Reduction of corticosteroid dose remains an important goal in the management of systemic lupus erythematosus (SLE). Chronic corticosteroid use is associated with the accrual of irreversible organ damage over time, with the highest risk being among those exposed to a mean prednisone dose of ≥20 mg/day.1 ,2 A previous analysis from the Hopkins Lupus Cohort demonstrated that the risk of developing later organ damage increases by 50% when patients were exposed to an average cumulative prednisone dose of >6–12 mg/day compared with little to no exposure (>0–6 mg/day) to prednisone.3 In addition, a similar analysis using the same cohort demonstrated a significant association between corticosteroid use and the risk of developing new cardiovascular damage over time, while controlling for important clinical measures including disease activity, as well as traditional risk factors of cardiovascular diseases.4

There are no analyses completed to date that account for either the disease activity score cut-off points or the corticosteroid dose cut-off points endorsed in some of the SLE clinical trials and how those dose levels may translate to the risk of overall organ damage or organ damage at the individual organ systems in SLE.

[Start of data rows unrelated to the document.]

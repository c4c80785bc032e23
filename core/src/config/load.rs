use std::path::{Path, PathBuf};

use super::types::{AppConfig, ColorMode};

/// Get the default annotate data directory: ~/.annotate
pub fn get_annotate_data_dir() -> anyhow::Result<PathBuf> {
    let home = std::env::var("HOME")
        .or_else(|_| std::env::var("USERPROFILE"))
        .map_err(|_| anyhow::anyhow!("Cannot determine home directory"))?;
    Ok(PathBuf::from(home).join(".annotate"))
}

pub fn load_from_path(path: &Path) -> anyhow::Result<AppConfig> {
    let s = std::fs::read_to_string(path)?;
    toml::from_str::<AppConfig>(&s)
        .map_err(|e| anyhow::anyhow!("{}: {}", path.display(), e))
}

pub fn load_default() -> anyhow::Result<AppConfig> {
    // Priority 1: ~/.annotate/config.toml
    let user_config = get_annotate_data_dir().ok().map(|d| d.join("config.toml"));

    // Priority 2: ./annotate.toml
    let local_config = Path::new("annotate.toml");

    let mut cfg = match user_config.as_deref() {
        Some(p) if p.exists() => load_from_path(p)?,
        _ if local_config.exists() => load_from_path(local_config)?,
        _ => AppConfig::default(),
    };

    apply_env_overrides(&mut cfg, |key| std::env::var(key).ok())?;
    Ok(cfg)
}

fn apply_env_overrides(
    cfg: &mut AppConfig,
    var: impl Fn(&str) -> Option<String>,
) -> anyhow::Result<()> {
    // An explicitly empty prefix is a valid template.
    if let Some(v) = var("ANNOTATE_PREFIX") {
        cfg.prefix = v;
    }
    if let Some(v) = var("ANNOTATE_COLOR") {
        if !v.trim().is_empty() {
            cfg.color = v
                .parse::<ColorMode>()
                .map_err(|e| anyhow::anyhow!("ANNOTATE_COLOR: {e}"))?;
        }
    }
    Ok(())
}

#[cfg(test)]
mod tests {
    use super::*;
    use pretty_assertions::assert_eq;
    use std::collections::HashMap;
    use std::io::Write;

    #[test]
    fn partial_file_keeps_defaults() {
        let mut f = tempfile::NamedTempFile::new().unwrap();
        writeln!(f, "color = \"never\"\n[logging]\nlevel = \"debug\"").unwrap();

        let cfg = load_from_path(f.path()).unwrap();
        assert_eq!(cfg.prefix, "%0 ");
        assert_eq!(cfg.color, ColorMode::Never);
        assert_eq!(cfg.logging.level, "debug");
        assert!(cfg.logging.console);
        assert!(!cfg.logging.file);
    }

    #[test]
    fn bad_file_reports_path() {
        let mut f = tempfile::NamedTempFile::new().unwrap();
        writeln!(f, "color = \"sometimes\"").unwrap();

        let err = load_from_path(f.path()).unwrap_err().to_string();
        assert!(err.contains(&f.path().display().to_string()), "{err}");
    }

    #[test]
    fn env_overrides_file_values() {
        let env: HashMap<&str, &str> =
            HashMap::from([("ANNOTATE_PREFIX", "[%>] "), ("ANNOTATE_COLOR", "always")]);
        let mut cfg = AppConfig::default();

        apply_env_overrides(&mut cfg, |k| env.get(k).map(|v| v.to_string())).unwrap();

        assert_eq!(cfg.prefix, "[%>] ");
        assert_eq!(cfg.color, ColorMode::Always);
    }

    #[test]
    fn invalid_color_env_is_rejected() {
        let mut cfg = AppConfig::default();
        let res = apply_env_overrides(&mut cfg, |k| {
            (k == "ANNOTATE_COLOR").then(|| "purple".to_string())
        });
        assert!(res.is_err());
    }
}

Therefore, we used Cox proportional hazards models to estimate the impact of different levels of exposure to corticosteroids (as defined by corticosteroid cut-off points endorsed in some SLE clinical trials) on the risk of developing any new organ damage or any new organ damage at the individual organ systems over time. Organ damage was measured by the Systemic Lupus International Collaborating Clinics/American College of Rheumatology Damage Index (SDI) or by components of the SDI at the individual organ systems level.

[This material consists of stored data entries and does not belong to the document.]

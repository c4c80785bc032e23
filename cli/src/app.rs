//! Merges config and flags into a run, then dispatches between command mode,
//! pipe mode and help.
use annotate_core::api as core_api;
use clap::CommandFactory;

use crate::commands::cli::Args;

/// Flags win over the config file and environment.
pub fn build_run_config(args: &Args, cfg: &core_api::AppConfig) -> core_api::RunConfig {
    core_api::RunConfig {
        prefix: args.prefix.clone().unwrap_or_else(|| cfg.prefix.clone()),
        only_stdout: args.only_stdout,
        only_stderr: args.only_stderr,
        color: args.color.map(Into::into).unwrap_or(cfg.color),
        name: args.name.clone(),
        argv: args.command.clone(),
        print_args: args.print_args,
        separator: args.print_separator.clone(),
    }
}

pub fn detect_tty() -> core_api::TtyState {
    core_api::TtyState {
        stdout: atty::is(atty::Stream::Stdout),
        stderr: atty::is(atty::Stream::Stderr),
    }
}

/// Exit code for a failure of annotate itself, as opposed to the child's own
/// exit status.
pub fn exit_code_for_error(e: &core_api::CliError) -> i32 {
    // 2: bad configuration or conflicting flags
    // 74: annotation pipe or child wait failed (EX_IOERR)
    // 126: command found but could not be started
    // 127: command not found
    match e {
        core_api::CliError::Config(_) => 2,
        core_api::CliError::Runner(re) => match re {
            core_api::RunnerError::Config(_) => 2,
            core_api::RunnerError::Spawn { source, .. } => {
                if source.kind() == std::io::ErrorKind::NotFound {
                    127
                } else {
                    126
                }
            }
            core_api::RunnerError::Wait(_) => 74,
            core_api::RunnerError::Pipeline(_) => 74,
        },
        core_api::CliError::Io(_) => 74,
    }
}

#[tracing::instrument(name = "cli.run_app", skip(args, cfg))]
pub async fn run_app(args: Args, cfg: &core_api::AppConfig) -> Result<i32, core_api::CliError> {
    let run_cfg = build_run_config(&args, cfg);
    run_cfg.validate()?;

    let tty = detect_tty();

    if !run_cfg.argv.is_empty() {
        let exit = core_api::run_command(&run_cfg, tty, &core_api::ParentSinks).await?;
        if exit.is_abnormal() {
            tracing::debug!(%exit, "child did not exit normally");
            eprintln!("annotate: error: {}: {}", run_cfg.display_name(), exit);
        }
        return Ok(exit.exit_code());
    }

    if !atty::is(atty::Stream::Stdin) {
        let mut stdin = tokio::io::stdin();
        let lines =
            core_api::annotate_stdin(&mut stdin, &run_cfg, tty, &core_api::ParentSinks).await?;
        tracing::debug!(lines, "annotated piped input");
        return Ok(0);
    }

    Args::command().print_help()?;
    Ok(0)
}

Understanding the association of corticosteroid use by dose to the accrual of organ damage overall and organ damage of individual organ systems over time would help clinicians estimate the long-term benefit gained from the use of corticosteroid-sparing therapies, beyond the benefit gained from controlled disease activity.

Methods

Data source

The Hopkins Lupus Cohort is a prospective longitudinal study that has followed patients with SLE through quarterly (or more frequent) visits since 1987.1 All patients are followed by a standardised protocol of disease activity indices (Physician Global Assessment, Lupus Activity Index, and Safety of Estrogens in Lupus Erythematosus National Assessment version of the SLE Disease Activity Index (SELENA-SLEDAI)) and laboratory tests. The patients with SLE entered into the cohort have provided informed consent, and any use of the cohort's data is done in accordance with the Declaration of Helsinki. Because of its size (more than 2000 patients) and longitudinal design (mean duration of follow-up is ∼6 years), the Hopkins Lupus Cohort provides an opportunity to assess the relationship between corticosteroid use and organ damage in this population with relative precision.4 ,5

At the time of this analysis, the cohort included 2265 patients with SLE who were followed over the course of 26 years between 1987 and October 2012, with the average duration of follow-up from cohort entry until lost to follow-up being 6.2 years. Only patients younger than 18 years and those with no follow-up data beyond their initial visit were excluded from this study, rendering the sample size for this analysis at 2199 patients with SLE.

The SDI, a validated instrument designed to measure irreversible organ damage in 12 different organ systems in patients with SLE, was used to identify any new organ damage over time.6 ,7 The SDI captures irreversible organ damage, since lupus diagnosis, that is associated with the disease itself, its treatment (including corticosteroid use), or neither. Multiple studies have used the SDI to examine disease variables associated with organ damage.1 ,8–12

The SELENA-SLEDAI was used to measure overall disease activity.13 The SELENA-SLEDAI score was included in the Cox proportional hazards model as a two-level variable. A predefined cut-off point of 6 was selected based on what has been endorsed for SELENA-SLEDAI entry criteria in some SLE clinical trials. Similarly, the cut-off point for prednisone dose was selected at 7.5 mg/day; however, a few additional prednisone cut-off points were also evaluated.

Statistical analysis

Baseline demographics and clinical characteristics were analysed for the overall study sample (N=2199) and for subgroups of patients with SELENA-SLEDAI score <6 (N=1643) and SELENA-SLEDAI score ≥6 (N=528) at baseline. The rate of any organ damage and the rate of any organ damage at the individual organ systems, as well as the rate of first occurring new organ damage and the rate of first occurring new organ damage at the individual organ systems, during follow-up were calculated.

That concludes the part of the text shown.